In the field of composite materials, thermoset resins are the most used (61%) ahead of thermoplastic resins (38%). Thermoplastic composites have become a real industrial alternative to traditional thermoset composites due to several benefits—among them, the fact that they are recyclable and take part to circular economy [6]. At present, the more commonly used thermoplastic matrices in the automotive industry are polypropylene (PP), polyamide 6 (PA6), polyamide 6.6 (PA66), polyoxymethylene (polyacetal) (POM), high density polyethylene (HDPE), poly(methyl methacrylate) (PMMA), polycarbonates (PC) and polyvinyl chloride (PVC), acrylonitrile butadiene styrene (ABS), and polyetheretherketone (PEEK) [7,8].

Elium^® resin is a new thermoplastic polymer produced by Arkema Co. (Paris Villepinte, France) since 2014. It is obtained from a low viscosity reactive mixture of polymer solutions of methacrylic monomers (methyl methacrylate (MMA), alkyl acrylic) and acrylic copolymer chains (viscosity of 100 cPs) and possibly other comonomers. Its polymerization is activated by a dibenzoyl peroxide as a thermal initiator and can be carried out at room temperature in the presence of an iron salt catalyst [9]. Elium^® resin is a resin adapted to the vacuum infusion process at room temperature. Regarding its mechanical properties, the tensile modulus is around 3.3 GPa and tensile strength is around 76 MPa with an elongation of 6% [6].

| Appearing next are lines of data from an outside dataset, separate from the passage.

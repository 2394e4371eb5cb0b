//! Error types for ferrodm

use thiserror::Error;

/// Result type for ferrodm operations
pub type Result<T> = std::result::Result<T, Error>;

/// Error types for ferrodm operations
#[derive(Error, Debug)]
pub enum Error {
    /// MPI has already been initialized in this process
    #[error("MPI has already been initialized")]
    AlreadyInitialized,

    /// Incompatible shape, process count, halo depth or partition strategy.
    ///
    /// Detected at construction as a pure function of shared configuration,
    /// so every rank reports it identically.
    #[error("configuration error: {0}")]
    Configuration(String),

    /// Window registration or allocation failed (the group disagrees on
    /// buffer semantics, or windows leaked past teardown)
    #[error("resource error: {0}")]
    Resource(String),

    /// Malformed Matrix Market input
    #[error("parse error at line {line}: {message}")]
    Parse {
        /// 1-based line number in the input (0 when the input ended early)
        line: usize,
        /// What was wrong with the line
        message: String,
    },

    /// I/O failure while reading input
    #[error("I/O error: {0}")]
    Io(#[from] std::io::Error),

    /// Invalid rank specified
    #[error("Invalid rank: {0}")]
    InvalidRank(usize),

    /// Global row index outside the matrix
    #[error("row {0} is out of range")]
    RowOutOfRange(usize),

    /// Column index outside the matrix
    #[error("column {0} is out of range")]
    ColumnOutOfRange(usize),

    /// Row is not owned by the calling rank
    #[error("row {0} is not local to this rank")]
    NotLocal(usize),

    /// Invalid buffer provided (length mismatch)
    #[error("Invalid buffer")]
    InvalidBuffer,

    /// MPI call returned a non-success code
    #[error("MPI error (code {0})")]
    Mpi(i32),

    /// Internal error
    #[error("Internal error: {0}")]
    Internal(String),
}

impl Error {
    /// Build a [`Error::Parse`] for the given 1-based line.
    pub(crate) fn parse(line: usize, message: impl Into<String>) -> Self {
        Error::Parse {
            line,
            message: message.into(),
        }
    }

    /// Check an MPI return code, returning Ok(()) for success.
    pub fn check(code: i32) -> Result<()> {
        if code == 0 {
            Ok(())
        } else {
            Err(Error::Mpi(code))
        }
    }

    /// Whether this error is fatal for the whole group.
    ///
    /// Only parse and I/O errors are local to the caller; everything else
    /// means the ranks have diverged.
    pub fn is_fatal(&self) -> bool {
        !matches!(self, Error::Parse { .. } | Error::Io(_))
    }
}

Elium^®/basalt fibers composites appear to be a promising composite alternative, combining good specific mechanical properties for transportation applications and recycling potential.

1.2. Fiber Reinforced Composites Recycling Techniques

Different types of material recoveries could be employed to value the components of composites.

Firstly, mechanical recycling processes consist of crushing the materials after an initial cutting step into small pieces, a step common to all recycling techniques. This mechanical process does not separate the fiber from the resin. Mechanical shredding has been applied more to GFRC, particularly SMC (Sheet Molding Compound) and BMC (Bulk Molding Compound), but studies on CFRC also exist [10].

In addition, several thermal recycling processes allow the recovery of fibers by pyrolysis, combustion, co-incineration, fluidized bed, and molten salt pyrolysis. The principle is to expose the material to high temperatures under oxidant or inert atmospheric conditions to decompose the matrix.

The third technique of material recovery is chemical recycling, which is often associated to solvolysis, defined by the capability of the solvent to break the macromolecular chains as chemical dissolution of the matrix corresponds to the disentanglement of the chains thanks to solvation. There is therefore no breaking of macromolecular chains unlike solvolysis. This technique offers a large number of possibilities with a wide range of solvents, temperatures, pressures, and catalysts.

Chemical recycling performed on acrylate (Elium^®) based composites reinforced by basalt fabrics will be evaluated in this work.

1.3. Chemical Recycling of Acrylate-Based Composites

The solvents considered able to dissolve PMMA are also able to dissolve Elium^® resin because of the similar chemical structure of both acrylic polymers. The properties of the different solvents can be controlled by the operating conditions (temperature, pressure, and reaction time) imposed on the process.

Evchuk et al. [11] studied the possibility of existing correlation between the PMMA dissolution rate and the structure or properties of the solvents, including polarity. Solvents such as trichloromethane, trichloroethylene, 1,4-dioxane, cyclohexanone, acetophenone, ethyl acetate, pentyl acetate, and dimethyl formamide were studied by these authors at a temperature range of 30–70 °C. However, no correlation was highlighted. Trichloroethylene was pointed out by these authors to be the best solvent for PMMA, while trichloromethane was the poorest. For Evchuk et al. [11], polar solvents, such as ethyl acetate, tetrahydrofuran, and cyclohexanone, are adapted to dissolve PMMA.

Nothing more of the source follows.